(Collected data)
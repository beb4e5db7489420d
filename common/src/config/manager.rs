use std::sync::Mutex;

use serde::{Deserialize, Serialize};

use super::{
    ConfigContentProvider, ConfigSerializer, FileContentConfigProvider, Validate,
    YamlConfigSerializer,
};

/// Cached, validated access to a single serialized config value.
///
/// Reads go through the cache after the first successful load; writes go
/// through to the content provider before the cache is updated, so a failed
/// write never leaves a value cached that was not stored.
pub struct ConfigManager<TProvider, TConfig, TSerializer = YamlConfigSerializer>
where
    TProvider: ConfigContentProvider,
    TConfig: Clone + for<'de> Deserialize<'de> + Serialize + Validate + Default,
    TSerializer: ConfigSerializer<TConfig>,
{
    provider: TProvider,
    serializer: TSerializer,
    cached: Mutex<Option<TConfig>>,
}

impl<TConfig> ConfigManager<FileContentConfigProvider, TConfig>
where
    TConfig: Clone + for<'de> Deserialize<'de> + Serialize + Validate + Default,
{
    pub fn from_yaml_file(file_path: &str) -> Self {
        Self::new(
            FileContentConfigProvider::new(file_path.to_string()),
            YamlConfigSerializer::new(),
        )
    }
}

impl<TProvider, TConfig, TSerializer> ConfigManager<TProvider, TConfig, TSerializer>
where
    TProvider: ConfigContentProvider,
    TConfig: Clone + for<'de> Deserialize<'de> + Serialize + Validate + Default,
    TSerializer: ConfigSerializer<TConfig>,
{
    pub fn new(provider: TProvider, serializer: TSerializer) -> Self {
        Self {
            provider,
            serializer,
            cached: Mutex::new(None),
        }
    }

    /// Missing content yields `TConfig::default()`; unreadable or invalid
    /// content is an error, not a silent fallback.
    pub fn get_config(&self) -> Result<TConfig, String> {
        let mut cached = self.cached.lock().unwrap();
        if let Some(config) = cached.as_ref() {
            return Ok(config.clone());
        }

        let Some(content) = self.provider.get_config_content()? else {
            return Ok(TConfig::default());
        };

        let config = self.serializer.deserialize(&content)?;
        config
            .validate()
            .map_err(|e| format!("Config validation error: {}", e))?;

        *cached = Some(config.clone());
        Ok(config)
    }

    pub fn set_config(&self, config: &TConfig) -> Result<(), String> {
        config
            .validate()
            .map_err(|e| format!("Config validation error: {}", e))?;

        let content = self.serializer.serialize(config)?;
        self.provider.set_config_content(&content)?;

        *self.cached.lock().unwrap() = Some(config.clone());
        Ok(())
    }
}

#[cfg(test)]
mod tests {
    use super::*;

    #[derive(Clone, Debug, Default, PartialEq, Serialize, Deserialize)]
    struct TestConfig {
        value: u32,
    }

    impl Validate for TestConfig {
        fn validate(&self) -> Result<(), String> {
            if self.value > 1000 {
                return Err("value must be at most 1000".to_string());
            }
            Ok(())
        }
    }

    struct MemoryContentProvider {
        content: Mutex<Option<String>>,
        fail_writes: bool,
    }

    impl MemoryContentProvider {
        fn empty() -> Self {
            Self {
                content: Mutex::new(None),
                fail_writes: false,
            }
        }

        fn with_content(content: &str) -> Self {
            Self {
                content: Mutex::new(Some(content.to_string())),
                fail_writes: false,
            }
        }

        fn failing() -> Self {
            Self {
                content: Mutex::new(None),
                fail_writes: true,
            }
        }
    }

    impl ConfigContentProvider for MemoryContentProvider {
        fn get_config_content(&self) -> Result<Option<String>, String> {
            Ok(self.content.lock().unwrap().clone())
        }

        fn set_config_content(&self, content: &str) -> Result<(), String> {
            if self.fail_writes {
                return Err("storage unavailable".to_string());
            }
            *self.content.lock().unwrap() = Some(content.to_string());
            Ok(())
        }
    }

    fn create_manager(
        provider: MemoryContentProvider,
    ) -> ConfigManager<MemoryContentProvider, TestConfig> {
        ConfigManager::new(provider, YamlConfigSerializer::new())
    }

    #[test]
    fn test_get_config_defaults_when_absent() {
        let manager = create_manager(MemoryContentProvider::empty());
        assert_eq!(manager.get_config(), Ok(TestConfig::default()));
    }

    #[test]
    fn test_set_then_get_round_trip() {
        let manager = create_manager(MemoryContentProvider::empty());
        let config = TestConfig { value: 42 };
        manager.set_config(&config).unwrap();
        assert_eq!(manager.get_config(), Ok(config));
    }

    #[test]
    fn test_get_config_rejects_invalid_content() {
        let manager = create_manager(MemoryContentProvider::with_content("value: [1, 2]"));
        assert!(manager.get_config().is_err());
    }

    #[test]
    fn test_get_config_rejects_failed_validation() {
        let manager = create_manager(MemoryContentProvider::with_content("value: 5000"));
        assert!(manager.get_config().is_err());
    }

    #[test]
    fn test_set_config_rejects_invalid_value() {
        let manager = create_manager(MemoryContentProvider::empty());
        assert!(manager.set_config(&TestConfig { value: 5000 }).is_err());
    }

    #[test]
    fn test_failed_write_is_not_cached() {
        let manager = create_manager(MemoryContentProvider::failing());
        assert!(manager.set_config(&TestConfig { value: 7 }).is_err());
        assert_eq!(manager.get_config(), Ok(TestConfig::default()));
    }
}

● **Problem to work on**
In the data above, each line holding "ConfigContentProvider" is to be found and copied.

● **Answer to the problem**
    ConfigContentProvider, ConfigSerializer, FileContentConfigProvider, Validate,
    TProvider: ConfigContentProvider,
    TProvider: ConfigContentProvider,
    impl ConfigContentProvider for MemoryContentProvider {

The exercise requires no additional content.